__EXERCISE DESCRIPTION__. Determine how many lines below include the string "NormError". Reply with the number only.

__INPUT RECORDS__.
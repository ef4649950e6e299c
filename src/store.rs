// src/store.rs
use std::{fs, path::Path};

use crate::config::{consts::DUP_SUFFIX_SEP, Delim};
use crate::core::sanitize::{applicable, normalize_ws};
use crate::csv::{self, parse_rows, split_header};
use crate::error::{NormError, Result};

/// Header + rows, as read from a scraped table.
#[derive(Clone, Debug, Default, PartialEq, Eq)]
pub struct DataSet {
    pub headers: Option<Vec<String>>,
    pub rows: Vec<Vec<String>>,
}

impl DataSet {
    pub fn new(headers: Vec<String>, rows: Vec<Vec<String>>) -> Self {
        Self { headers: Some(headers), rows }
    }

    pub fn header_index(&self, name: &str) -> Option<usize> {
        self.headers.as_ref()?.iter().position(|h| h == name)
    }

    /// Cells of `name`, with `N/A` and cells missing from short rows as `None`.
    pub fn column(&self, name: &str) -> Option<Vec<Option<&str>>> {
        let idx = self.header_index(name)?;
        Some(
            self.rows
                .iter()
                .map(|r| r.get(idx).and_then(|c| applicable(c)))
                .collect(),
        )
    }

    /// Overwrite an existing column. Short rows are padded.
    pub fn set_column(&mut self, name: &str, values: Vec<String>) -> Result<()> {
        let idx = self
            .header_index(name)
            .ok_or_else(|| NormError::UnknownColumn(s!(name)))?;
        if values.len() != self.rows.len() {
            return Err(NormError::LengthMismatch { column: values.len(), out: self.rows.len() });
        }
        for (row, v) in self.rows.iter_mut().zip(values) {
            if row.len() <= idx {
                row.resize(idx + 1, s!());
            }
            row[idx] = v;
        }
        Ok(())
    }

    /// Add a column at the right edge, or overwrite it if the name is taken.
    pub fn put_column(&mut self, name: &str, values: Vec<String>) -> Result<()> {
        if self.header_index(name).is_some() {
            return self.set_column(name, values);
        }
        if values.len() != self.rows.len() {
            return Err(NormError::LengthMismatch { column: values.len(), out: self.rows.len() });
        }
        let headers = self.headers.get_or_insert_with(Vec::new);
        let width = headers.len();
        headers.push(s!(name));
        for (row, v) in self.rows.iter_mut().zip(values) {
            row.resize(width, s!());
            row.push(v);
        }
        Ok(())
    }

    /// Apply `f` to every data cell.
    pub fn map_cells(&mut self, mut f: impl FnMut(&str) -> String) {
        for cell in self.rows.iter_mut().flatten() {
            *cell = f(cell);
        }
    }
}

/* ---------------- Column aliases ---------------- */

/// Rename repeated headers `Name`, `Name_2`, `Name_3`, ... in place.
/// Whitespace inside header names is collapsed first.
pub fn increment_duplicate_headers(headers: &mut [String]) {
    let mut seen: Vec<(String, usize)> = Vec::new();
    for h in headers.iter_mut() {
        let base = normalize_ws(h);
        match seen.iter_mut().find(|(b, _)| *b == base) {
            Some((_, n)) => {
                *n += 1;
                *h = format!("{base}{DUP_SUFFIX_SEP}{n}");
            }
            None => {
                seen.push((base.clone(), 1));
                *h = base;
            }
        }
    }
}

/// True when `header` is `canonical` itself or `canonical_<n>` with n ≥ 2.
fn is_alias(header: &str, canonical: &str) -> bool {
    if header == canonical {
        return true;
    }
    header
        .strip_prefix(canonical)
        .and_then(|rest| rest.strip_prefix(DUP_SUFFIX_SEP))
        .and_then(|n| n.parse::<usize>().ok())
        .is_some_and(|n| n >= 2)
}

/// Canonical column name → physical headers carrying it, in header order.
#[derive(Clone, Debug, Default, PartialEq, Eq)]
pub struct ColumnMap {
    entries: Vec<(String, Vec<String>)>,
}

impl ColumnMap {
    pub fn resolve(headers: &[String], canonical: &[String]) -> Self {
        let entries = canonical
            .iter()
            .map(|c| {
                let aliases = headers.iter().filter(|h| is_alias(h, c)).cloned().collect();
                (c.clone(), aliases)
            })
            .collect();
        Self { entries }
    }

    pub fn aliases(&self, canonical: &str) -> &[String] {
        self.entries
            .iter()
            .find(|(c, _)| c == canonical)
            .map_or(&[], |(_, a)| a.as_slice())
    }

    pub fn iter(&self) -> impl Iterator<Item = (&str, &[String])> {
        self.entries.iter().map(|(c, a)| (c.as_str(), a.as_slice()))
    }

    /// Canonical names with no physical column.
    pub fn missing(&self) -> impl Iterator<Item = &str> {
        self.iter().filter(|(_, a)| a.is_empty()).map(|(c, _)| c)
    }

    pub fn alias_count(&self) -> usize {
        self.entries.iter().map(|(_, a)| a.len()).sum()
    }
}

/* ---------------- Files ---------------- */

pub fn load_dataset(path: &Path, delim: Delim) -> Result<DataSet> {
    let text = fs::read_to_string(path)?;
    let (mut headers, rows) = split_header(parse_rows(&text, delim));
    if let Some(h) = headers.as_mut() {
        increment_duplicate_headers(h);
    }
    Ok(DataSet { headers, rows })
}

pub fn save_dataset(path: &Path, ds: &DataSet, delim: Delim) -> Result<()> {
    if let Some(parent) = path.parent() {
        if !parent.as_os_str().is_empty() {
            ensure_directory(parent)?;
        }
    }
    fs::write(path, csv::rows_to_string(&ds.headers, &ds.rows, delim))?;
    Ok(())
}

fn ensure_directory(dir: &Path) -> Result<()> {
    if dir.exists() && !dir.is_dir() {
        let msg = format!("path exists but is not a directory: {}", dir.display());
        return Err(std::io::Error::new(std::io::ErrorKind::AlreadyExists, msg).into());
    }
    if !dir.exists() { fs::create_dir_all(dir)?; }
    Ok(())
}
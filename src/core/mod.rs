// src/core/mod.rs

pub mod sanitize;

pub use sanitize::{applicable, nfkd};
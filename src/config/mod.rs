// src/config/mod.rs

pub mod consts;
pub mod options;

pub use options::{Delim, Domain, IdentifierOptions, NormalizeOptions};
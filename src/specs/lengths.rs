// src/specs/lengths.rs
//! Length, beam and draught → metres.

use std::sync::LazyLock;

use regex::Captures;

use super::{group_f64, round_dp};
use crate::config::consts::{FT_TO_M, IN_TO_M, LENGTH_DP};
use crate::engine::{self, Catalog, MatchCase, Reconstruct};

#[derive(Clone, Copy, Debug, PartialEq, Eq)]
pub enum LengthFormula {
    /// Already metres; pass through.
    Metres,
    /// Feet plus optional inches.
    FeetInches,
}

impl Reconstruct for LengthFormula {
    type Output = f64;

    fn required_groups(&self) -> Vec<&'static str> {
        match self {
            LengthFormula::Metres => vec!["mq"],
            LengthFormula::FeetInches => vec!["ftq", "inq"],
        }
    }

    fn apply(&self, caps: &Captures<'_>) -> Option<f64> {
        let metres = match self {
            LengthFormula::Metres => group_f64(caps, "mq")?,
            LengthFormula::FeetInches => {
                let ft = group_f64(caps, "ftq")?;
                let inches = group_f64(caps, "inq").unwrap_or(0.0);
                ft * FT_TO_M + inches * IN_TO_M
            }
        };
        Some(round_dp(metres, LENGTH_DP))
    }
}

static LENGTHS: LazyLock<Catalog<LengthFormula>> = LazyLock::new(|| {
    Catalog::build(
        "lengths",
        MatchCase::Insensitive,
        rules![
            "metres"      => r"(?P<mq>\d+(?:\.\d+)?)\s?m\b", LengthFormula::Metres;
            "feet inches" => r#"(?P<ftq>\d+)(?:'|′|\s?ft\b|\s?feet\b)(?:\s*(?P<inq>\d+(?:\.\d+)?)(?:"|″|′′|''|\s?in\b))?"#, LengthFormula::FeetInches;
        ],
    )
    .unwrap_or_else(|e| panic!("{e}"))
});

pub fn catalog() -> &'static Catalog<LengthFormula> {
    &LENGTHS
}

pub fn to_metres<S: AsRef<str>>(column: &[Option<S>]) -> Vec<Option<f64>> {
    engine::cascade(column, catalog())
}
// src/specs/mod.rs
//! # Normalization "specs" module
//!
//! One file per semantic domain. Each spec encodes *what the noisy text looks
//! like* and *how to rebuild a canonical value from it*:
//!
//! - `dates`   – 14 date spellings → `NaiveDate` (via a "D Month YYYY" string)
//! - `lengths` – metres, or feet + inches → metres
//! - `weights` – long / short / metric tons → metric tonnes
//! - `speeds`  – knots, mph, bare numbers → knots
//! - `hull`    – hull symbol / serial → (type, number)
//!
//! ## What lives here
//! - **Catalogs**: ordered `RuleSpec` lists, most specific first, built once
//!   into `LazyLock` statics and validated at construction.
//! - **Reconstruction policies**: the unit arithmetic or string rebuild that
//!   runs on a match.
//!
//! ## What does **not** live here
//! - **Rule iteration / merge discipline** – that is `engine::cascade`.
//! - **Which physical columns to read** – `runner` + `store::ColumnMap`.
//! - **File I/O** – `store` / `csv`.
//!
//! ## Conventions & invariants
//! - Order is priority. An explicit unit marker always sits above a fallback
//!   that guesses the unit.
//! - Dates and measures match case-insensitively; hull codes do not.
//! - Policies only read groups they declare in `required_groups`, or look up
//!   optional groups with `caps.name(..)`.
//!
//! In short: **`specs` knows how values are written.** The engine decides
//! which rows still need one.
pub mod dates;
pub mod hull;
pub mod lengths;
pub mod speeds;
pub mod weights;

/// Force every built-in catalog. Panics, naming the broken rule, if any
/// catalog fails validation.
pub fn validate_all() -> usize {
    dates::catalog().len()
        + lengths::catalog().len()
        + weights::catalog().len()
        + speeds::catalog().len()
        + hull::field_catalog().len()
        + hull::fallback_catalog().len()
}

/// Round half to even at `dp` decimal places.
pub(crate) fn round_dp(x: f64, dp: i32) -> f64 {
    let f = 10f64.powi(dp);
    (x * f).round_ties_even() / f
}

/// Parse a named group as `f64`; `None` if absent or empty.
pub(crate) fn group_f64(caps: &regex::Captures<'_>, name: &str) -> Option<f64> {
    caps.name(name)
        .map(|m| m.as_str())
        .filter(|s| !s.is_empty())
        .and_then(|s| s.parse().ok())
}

__RESULT OF THE TASK__. 4